Tips on how to load SafeTensors checkpoints throughout other frameworks
Because the AI ecosystem continues to conform, there are increasingly more techniques to outline gadget studying fashions, and much more techniques to save lots of the type weights that outcome from coaching and fine-tuning. On this rising set of alternatives, KerasHub permits you to mix ‘n match in style type architectures and their weights throughout other ML frameworks.
For instance, a well-liked position to load checkpoints from is the Hugging Face Hub. A lot of the ones type checkpoints have been created with the Hugging Face transformers
library within the SafeTensors structure. Irrespective of what ML framework used to be used to create the type checkpoint, the ones weights can also be loaded right into a KerasHub type, which lets you use your collection of framework (JAX, PyTorch, or TensorFlow) to run the type.
Sure, that implies you’ll be able to run a checkpoint from Mistral or Llama on JAX, and even load Gemma with PyTorch – it does not get any further versatile than that.
Let’s check out a few of these phrases in additional element, and discuss how this works in apply.
Style structure vs. type weights
When loading fashions, there are two distinct portions that we want: the type structure and the type weights (continuously known as “checkpoints”). Let’s outline every of those in additional element.
Once we say “type structure”, we’re regarding how the layers of the type are organized, and the operations that occur inside of them. In a different way to explain this could be to name it the “construction” of the type. We use Python frameworks like PyTorch, JAX, or Keras to precise type architectures.
Once we discuss “type weights”, we’re regarding the “parameters” of a type, or numbers in a type which might be modified over the direction of coaching. The precise values of those weights are what give a skilled type its traits.

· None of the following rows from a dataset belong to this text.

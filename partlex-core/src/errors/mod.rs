//! Error handling for Partlex.
//! One error enum per subsystem, `thiserror` only, zero `anyhow`.

pub mod config_error;
pub mod error_code;
pub mod lexicon_error;
pub mod storage_error;

pub use config_error::ConfigError;
pub use error_code::PartlexErrorCode;
pub use lexicon_error::LexiconError;
pub use storage_error::StorageError;
/// Brand terms: (term, brand). Model names that uniquely imply a brand are
/// listed here as well, so a lone "אוקטביה" still yields Skoda.
pub const BRAND_TERMS: &[(&str, &str)] = &[
    ("מזדה", "Mazda"),
    ("BT-50", "Mazda"),
    ("BT50", "Mazda"),
    ("B2500", "Mazda"),
    ("לנטיס", "Mazda"),
    ("למטיס", "Mazda"),
    ("626", "Mazda"),
    ("אוקטביה", "Skoda"),
    ("סקודה", "Skoda"),
    ("פביה", "Skoda"),
    ("סופרב", "Skoda"),
    ("רומסטר", "Skoda"),
    ("קודיאק", "Skoda"),
    ("רפיד", "Skoda"),
    ("יטי", "Skoda"),
    ("קארוק", "Skoda"),
    ("יונדאי", "Hyundai"),
    ("I10", "Hyundai"),
    ("I20", "Hyundai"),
    ("I25", "Hyundai"),
    ("I30", "Hyundai"),
    ("I35", "Hyundai"),
    ("I800", "Hyundai"),
    ("IX35", "Hyundai"),
    ("איוניק", "Hyundai"),
    ("טוסון", "Hyundai"),
    ("סנטה פה", "Hyundai"),
    ("אקסנט", "Hyundai"),
    ("גטס", "Hyundai"),
    ("אלנטרה", "Hyundai"),
    ("סונטה", "Hyundai"),
    ("H350", "Hyundai"),
    ("וולסטר", "Hyundai"),
    ("סטאריה", "Hyundai"),
    ("קיה", "Kia"),
    ("ספורטאג", "Kia"),
    ("סיד", "Kia"),
    ("ריו", "Kia"),
    ("פיקנטו", "Kia"),
    ("קרניבל", "Kia"),
    ("סורנטו", "Kia"),
    ("נירו", "Kia"),
    ("סטוניק", "Kia"),
    ("טויוטה", "Toyota"),
    ("קורולה", "Toyota"),
    ("יאריס", "Toyota"),
    ("ראב 4", "Toyota"),
    ("לנדקרוזר", "Toyota"),
    ("קאמרי", "Toyota"),
    ("היילקס", "Toyota"),
    ("אוונסיס", "Toyota"),
    ("ויגו", "Toyota"),
    ("CHR", "Toyota"),
    ("ורסו", "Toyota"),
    ("הייס", "Toyota"),
    ("פריוס", "Toyota"),
    ("אוריס", "Toyota"),
    ("קינג", "Toyota"),
    ("פולו", "Volkswagen"),
    ("גולף", "Volkswagen"),
    ("טיגואן", "Volkswagen"),
    ("פסאט", "Volkswagen"),
    ("קאדי", "Volkswagen"),
    ("טווארג", "Volkswagen"),
    ("ג'טה", "Volkswagen"),
    ("גטה", "Volkswagen"),
    ("T5", "Volkswagen"),
    ("T6", "Volkswagen"),
    ("אמארוק", "Volkswagen"),
    ("TGE", "Volkswagen"),
    ("מרצדס", "Mercedes"),
    ("ויטו", "Mercedes"),
    ("ויאנו", "Mercedes"),
    ("ספרינטר", "Mercedes"),
    ("CLA", "Mercedes"),
    ("GLA", "Mercedes"),
    ("GLE", "Mercedes"),
    ("קלאס", "Mercedes"),
    ("ECLASS", "Mercedes"),
    ("ב.מ.וו", "BMW"),
    ("סדרה 1", "BMW"),
    ("סדרה 2", "BMW"),
    ("סדרה 3", "BMW"),
    ("סדרה 5", "BMW"),
    ("סדרה 7", "BMW"),
    ("X1", "BMW"),
    ("X3", "BMW"),
    ("X5", "BMW"),
    ("X6", "BMW"),
    ("פיגו", "Peugeot"),
    ("107", "Peugeot"),
    ("207", "Peugeot"),
    ("208", "Peugeot"),
    ("301", "Peugeot"),
    ("307", "Peugeot"),
    ("308", "Peugeot"),
    ("3008", "Peugeot"),
    ("5008", "Peugeot"),
    ("508", "Peugeot"),
    ("סיטרואן", "Citroen"),
    ("ברלינגו", "Citroen"),
    ("C1", "Citroen"),
    ("C3", "Citroen"),
    ("C4", "Citroen"),
    ("C5", "Citroen"),
    ("פיקסו", "Citroen"),
    ("גמפי", "Citroen"),
    ("רנו", "Renault"),
    ("קליאו", "Renault"),
    ("מגאן", "Renault"),
    ("פלואנס", "Renault"),
    ("קנגו", "Renault"),
    ("גרנד קופה", "Renault"),
    ("קפצור", "Renault"),
    ("טראפיק", "Renault"),
    ("פורד", "Ford"),
    ("פוקוס", "Ford"),
    ("פיאסטה", "Ford"),
    ("מונדיאו", "Ford"),
    ("טרנזיט", "Ford"),
    ("אדג", "Ford"),
    ("סיאט", "Seat"),
    ("איביזה", "Seat"),
    ("לאון", "Seat"),
    ("אטקה", "Seat"),
    ("ארונה", "Seat"),
    ("קופרה", "Seat"),
    ("פורמנטור", "Seat"),
    ("מיצובישי", "Mitsubishi"),
    ("לנסר", "Mitsubishi"),
    ("אאוטלנדר", "Mitsubishi"),
    ("פגירו", "Mitsubishi"),
    ("טרייטון", "Mitsubishi"),
    ("אווטלנדר", "Mitsubishi"),
    ("גרנדיס", "Mitsubishi"),
    ("אקליפס", "Mitsubishi"),
    ("ס.לנסר", "Mitsubishi"),
    ("מגנום", "Mitsubishi"),
    ("סוזוקי", "Suzuki"),
    ("ויטרה", "Suzuki"),
    ("ליאנה", "Suzuki"),
    ("סוויפט", "Suzuki"),
    ("בלינו", "Suzuki"),
    ("איגניס", "Suzuki"),
    ("SX4", "Suzuki"),
    ("ספלאש", "Suzuki"),
    ("קרוסאובר", "Suzuki"),
    ("ג.ויטרה", "Suzuki"),
    ("בלנו", "Suzuki"),
    ("באלנו", "Suzuki"),
    ("גימיני", "Suzuki"),
    ("הונדה", "Honda"),
    ("סיויק", "Honda"),
    ("אקורד", "Honda"),
    ("CRV", "Honda"),
    ("FRV", "Honda"),
    ("HRV", "Honda"),
    ("ניסאן", "Nissan"),
    ("קשקאי", "Nissan"),
    ("גוק", "Nissan"),
    ("אקסטרייל", "Nissan"),
    ("מיקרה", "Nissan"),
    ("טידה", "Nissan"),
    ("סנטרה", "Nissan"),
    ("נבארה", "Nissan"),
    ("NV200", "Nissan"),
    ("אלמרה", "Nissan"),
    ("נוט", "Nissan"),
    ("NV300", "Nissan"),
    ("מורנו", "Nissan"),
    ("שברולט", "Chevrolet"),
    ("קרוז", "Chevrolet"),
    ("ספארק", "Chevrolet"),
    ("מליבו", "Chevrolet"),
    ("אוואו", "Chevrolet"),
    ("סוניק", "Chevrolet"),
    ("קפטיבה", "Chevrolet"),
    ("טראוורס", "Chevrolet"),
    ("טרייל בלייזר", "Chevrolet"),
    ("סילברדו", "Chevrolet"),
    ("אקווינוקס", "Chevrolet"),
    ("אפלנדר", "Chevrolet"),
    ("לה קרוס", "Chevrolet"),
    ("אימפלה", "Chevrolet"),
    ("דייהטסו", "Daihatsu"),
    ("סיריון", "Daihatsu"),
    ("טריוס", "Daihatsu"),
    ("אודי", "Audi"),
    ("A3", "Audi"),
    ("A4", "Audi"),
    ("A5", "Audi"),
    ("A6", "Audi"),
    ("A7", "Audi"),
    ("A8", "Audi"),
    ("Q2", "Audi"),
    ("Q3", "Audi"),
    ("Q5", "Audi"),
    ("Q7", "Audi"),
    ("Q8", "Audi"),
    ("RS", "Audi"),
    ("RS3", "Audi"),
    ("RS7", "Audi"),
    ("S3", "Audi"),
    ("פיאט", "Fiat"),
    ("פונטו", "Fiat"),
    ("דובלו", "Fiat"),
    ("פנדה", "Fiat"),
    ("500", "Fiat"),
    ("טיפו", "Fiat"),
    ("דוקטו", "Fiat"),
    ("פ.פונטו", "Fiat"),
    ("ג.פונטו", "Fiat"),
    ("בוקסר", "Fiat"),
    ("בראבו", "Fiat"),
    ("קובו", "Fiat"),
    ("אופל", "Opel"),
    ("אסטרה", "Opel"),
    ("קורסה", "Opel"),
    ("אינסנגניה", "Opel"),
    ("מוקה", "Opel"),
    ("אינסגניה", "Opel"),
    ("סובארו", "Subaru"),
    ("B3", "Subaru"),
    ("B4", "Subaru"),
    ("XV", "Subaru"),
    ("פורסטר", "Subaru"),
    ("אמפרזה", "Subaru"),
    ("אמפריזה", "Subaru"),
    ("לגאסי", "Subaru"),
    ("איסוזו", "Isuzu"),
    ("דימקס", "Isuzu"),
    ("טרופר", "Isuzu"),
    ("טרנו", "Isuzu"),
    ("וינר", "Isuzu"),
    ("וולוו", "Volvo"),
    ("S40", "Volvo"),
    ("S60", "Volvo"),
    ("S70", "Volvo"),
    ("S80", "Volvo"),
    ("XC60", "Volvo"),
    ("XC40", "Volvo"),
    ("ג'יפ", "Jeep"),
    ("גרנד צירוקי", "Jeep"),
    ("רינגלר", "Jeep"),
    ("צירוקי", "Jeep"),
    ("דודג", "Dodge"),
    ("ראם", "Dodge"),
    ("MG", "MG"),
    ("MG350", "MG"),
    ("ZS", "MG"),
    ("קדילק", "Cadillac"),
    ("קאדילק", "Cadillac"),
    ("XT5", "Cadillac"),
    ("צ'רי", "Chery"),
    ("CHERY", "Chery"),
    ("צירי", "Chery"),
    ("GMC", "GMC"),
    ("אלפא", "Alfa Romeo"),
    ("מיטו", "Alfa Romeo"),
    ("סטלביו", "Alfa Romeo"),
    ("איווקו", "Iveco"),
    ("דאו", "Daewoo"),
    ("לקסוס", "Lexus"),
    ("פורשה", "Porsche"),
    ("פורש", "Porsche"),
    ("סאנגיונג", "Ssangyong"),
    ("סאניונג", "Ssangyong"),
    ("האנטר", "Ssangyong"),
    ("הנטר", "Ssangyong"),
    ("BYD", "BYD"),
    ("טסלה", "Tesla"),
    ("יגואר", "Jaguar"),
    ("לנד רובר", "Land Rover"),
    ("ריינגר", "Land Rover"),
    ("מיני", "Mini"),
    ("מיניקופר", "Mini"),
    ("ג'ילי", "Geely"),
    ("גילי", "Geely"),
    ("גיאומטרי", "Geely"),
    ("גאז", "GAZ"),
    ("דאציה", "Dacia"),
    ("דאסטר", "Dacia"),
    ("לאדה", "Lada"),
];

/// Sentinel brand when no brand term matched.
pub const DEFAULT_BRAND: &str = "Other";

/// Model terms: (term, model, brand).
pub const MODEL_TERMS: &[(&str, &str, &str)] = &[
    ("מזדה 2", "2", "Mazda"),
    ("מזדה 3", "3", "Mazda"),
    ("מזדה 5", "5", "Mazda"),
    ("מזדה 6", "6", "Mazda"),
    ("CX5", "CX-5", "Mazda"),
    ("CX30", "CX-30", "Mazda"),
    ("CX-30", "CX-30", "Mazda"),
    ("BT-50", "BT-50", "Mazda"),
    ("BT50", "BT-50", "Mazda"),
    ("B2500", "B2500", "Mazda"),
    ("לנטיס", "Lantis", "Mazda"),
    ("למטיס", "Lantis", "Mazda"),
    ("626", "626", "Mazda"),
    ("אוקטביה", "Octavia", "Skoda"),
    ("פביה", "Fabia", "Skoda"),
    ("סופרב", "Superb", "Skoda"),
    ("רומסטר", "Roomster", "Skoda"),
    ("קודיאק", "Kodiaq", "Skoda"),
    ("רפיד", "Rapid", "Skoda"),
    ("יטי", "Yeti", "Skoda"),
    ("קארוק", "Karoq", "Skoda"),
    ("I10", "i10", "Hyundai"),
    ("I20", "i20", "Hyundai"),
    ("I25", "i25", "Hyundai"),
    ("I30", "i30", "Hyundai"),
    ("I35", "i35", "Hyundai"),
    ("I800", "i800", "Hyundai"),
    ("IX35", "ix35", "Hyundai"),
    ("טוסון", "Tucson", "Hyundai"),
    ("סנטה פה", "Santa Fe", "Hyundai"),
    ("אקסנט", "Accent", "Hyundai"),
    ("גטס", "Getz", "Hyundai"),
    ("איוניק", "Ioniq", "Hyundai"),
    ("אלנטרה", "Elantra", "Hyundai"),
    ("סונטה", "Sonata", "Hyundai"),
    ("קונה", "Kona", "Hyundai"),
    ("H350", "H350", "Hyundai"),
    ("וולסטר", "Veloster", "Hyundai"),
    ("סטאריה", "Staria", "Hyundai"),
    ("קורולה", "Corolla", "Toyota"),
    ("יאריס", "Yaris", "Toyota"),
    ("ראב 4", "RAV4", "Toyota"),
    ("לנדקרוזר", "Land Cruiser", "Toyota"),
    ("קאמרי", "Camry", "Toyota"),
    ("היילקס", "Hilux", "Toyota"),
    ("ויגו", "Vigo", "Toyota"),
    ("אוונסיס", "Avensis", "Toyota"),
    ("CHR", "CHR", "Toyota"),
    ("ורסו", "Verso", "Toyota"),
    ("אוריס", "Auris", "Toyota"),
    ("פריוס", "Prius", "Toyota"),
    ("הייס", "Hiace", "Toyota"),
    ("קינג", "King", "Toyota"),
    ("קשקאי", "Qashqai", "Nissan"),
    ("גוק", "Juke", "Nissan"),
    ("אקסטרייל", "X-Trail", "Nissan"),
    ("מיקרה", "Micra", "Nissan"),
    ("טידה", "Tiida", "Nissan"),
    ("סנטרה", "Sentra", "Nissan"),
    ("נבארה", "Navara", "Nissan"),
    ("NV200", "NV200", "Nissan"),
    ("אלמרה", "Almera", "Nissan"),
    ("נוט", "Note", "Nissan"),
    ("NV300", "NV300", "Nissan"),
    ("מורנו", "Murano", "Nissan"),
    ("ספורטאג", "Sportage", "Kia"),
    ("סיד", "Ceed", "Kia"),
    ("ריו", "Rio", "Kia"),
    ("פיקנטו", "Picanto", "Kia"),
    ("קרניבל", "Carnival", "Kia"),
    ("סורנטו", "Sorento", "Kia"),
    ("נירו", "Niro", "Kia"),
    ("סטוניק", "Stonic", "Kia"),
    ("פורטה", "Forte", "Kia"),
    ("אופטימה", "Optima", "Kia"),
    ("פולו", "Polo", "Volkswagen"),
    ("גולף", "Golf", "Volkswagen"),
    ("טיגואן", "Tiguan", "Volkswagen"),
    ("פסאט", "Passat", "Volkswagen"),
    ("קאדי", "Caddy", "Volkswagen"),
    ("טווארג", "Touareg", "Volkswagen"),
    ("ג'טה", "Jetta", "Volkswagen"),
    ("גטה", "Jetta", "Volkswagen"),
    ("T5", "Transporter", "Volkswagen"),
    ("T6", "Transporter", "Volkswagen"),
    ("אמארוק", "Amarok", "Volkswagen"),
    ("TGE", "TGE", "Volkswagen"),
    ("לנסר", "Lancer", "Mitsubishi"),
    ("ס.לנסר", "Lancer", "Mitsubishi"),
    ("אאוטלנדר", "Outlander", "Mitsubishi"),
    ("אווטלנדר", "Outlander", "Mitsubishi"),
    ("פגירו", "Pajero", "Mitsubishi"),
    ("פג'רו", "Pajero", "Mitsubishi"),
    ("טרייטון", "Triton", "Mitsubishi"),
    ("גרנדיס", "Grandis", "Mitsubishi"),
    ("אקליפס", "Eclipse", "Mitsubishi"),
    ("מגנום", "Magnum", "Mitsubishi"),
    ("ויטרה", "Vitara", "Suzuki"),
    ("בלינו", "Baleno", "Suzuki"),
    ("בלנו", "Baleno", "Suzuki"),
    ("באלנו", "Baleno", "Suzuki"),
    ("סוויפט", "Swift", "Suzuki"),
    ("איגניס", "Ignis", "Suzuki"),
    ("SX4", "SX4", "Suzuki"),
    ("קרוסאובר", "SX4", "Suzuki"),
    ("ספלאש", "Splash", "Suzuki"),
    ("ג.ויטרה", "Grand Vitara", "Suzuki"),
    ("גימיני", "Jimny", "Suzuki"),
    ("פוקוס", "Focus", "Ford"),
    ("פיאסטה", "Fiesta", "Ford"),
    ("מונדיאו", "Mondeo", "Ford"),
    ("טרנזיט", "Transit", "Ford"),
    ("אדג", "Edge", "Ford"),
    ("דימקס", "D-Max", "Isuzu"),
    ("טרופר", "Trooper", "Isuzu"),
    ("אמפרזה", "Impreza", "Subaru"),
    ("אמפריזה", "Impreza", "Subaru"),
    ("לגאסי", "Legacy", "Subaru"),
    ("פורסטר", "Forester", "Subaru"),
    ("XV", "XV", "Subaru"),
    ("B3", "B3", "Subaru"),
    ("B4", "B4", "Subaru"),
];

“Checkpoints” are a snapshot of the values of the type weights at a selected level within the coaching. The standard checkpoint recordsdata which might be shared and broadly used are those the place the type has reached a in particular excellent coaching consequence. As the similar type structure is additional delicate with fine-tuning and different ways, further new checkpoint recordsdata are created. For instance, many builders have taken Google’s gemma-2-2b-it type and fine-tuned it with their very own datasets, and you’ll be able to see over 600 examples. All of those fine-tuned fashions use the similar structure as the unique gemma-2-2b-it type, however their checkpoints have differing weights.
So there we’ve got it: the type structure is described with code, whilst type weights are skilled parameters, stored as checkpoint recordsdata. When we’ve got a type structure along side a suite of type weights (within the type of a checkpoint record), we create a functioning type that produces helpful outputs.
Sorry, your browser does not make stronger playback for this video
Other type weights can also be loaded into the similar type structure. Those other units of weights are stored as checkpoints.
Gear like Hugging Face’s transformers library and Google’s KerasHub library supply type architectures and the APIs you want to experiment with them. Examples of checkpoint repositories come with Hugging Face Hub and Kaggle Models.
You’ll be able to mix ‘n match type structure libraries together with your collection of checkpoint repositories. For instance, you’ll be able to load a checkpoint from Hugging Face Hub right into a JAX type structure and fine-tune it with KerasHub. For a unique process, it’s possible you’ll discover a checkpoint on Kaggle Fashions that is appropriate to your wishes. This pliability and separation manner you don’t seem to be boxed into one ecosystem.
What’s KerasHub?
So we’ve discussed KerasHub a couple of instances– let’s move into it in additional element.
KerasHub is a Python library that is helping make defining type architectures more straightforward. It incorporates a lot of the preferred and frequently used gadget studying fashions lately, and extra are being added always. As a result of it is according to Keras, KerasHub helps all 3 primary Python gadget studying libraries used lately: PyTorch, JAX, and TensorFlow. This implies you’ll be able to have type architectures outlined in whichever library you would like.
Moreover, since KerasHub helps the most typical checkpoint codecs, you’ll be able to simply load checkpoints from many checkpoint repositories. For instance, you’ll be able to to find masses of hundreds of checkpoints on Hugging Face and Kaggle to load into those type architectures.
Comparisons to the Hugging Face transformers
library
A commonplace workflow via builders is to make use of the Hugging Face transformers
library to fine-tune a type and add it to the Hugging Face Hub. And if you happen to’re a person of transformers
, you’ll additionally to find many acquainted API patterns in KerasHub. Take a look at the KerasHub API documentation to be told extra. An enchanting side of KerasHub is that most of the checkpoints discovered on Hugging Face Hub have compatibility with now not best the transformers
library, but additionally KerasHub. Let’s check out how that works.
KerasHub is suitable with Hugging Face Hub
Hugging Face has a type checkpoint repository, known as Hugging Face Hub. It is one of the most many puts the place the gadget studying neighborhood uploads their type checkpoints to proportion with the sector. Particularly in style on Hugging Face is the SafeTensors format, which is suitable with KerasHub.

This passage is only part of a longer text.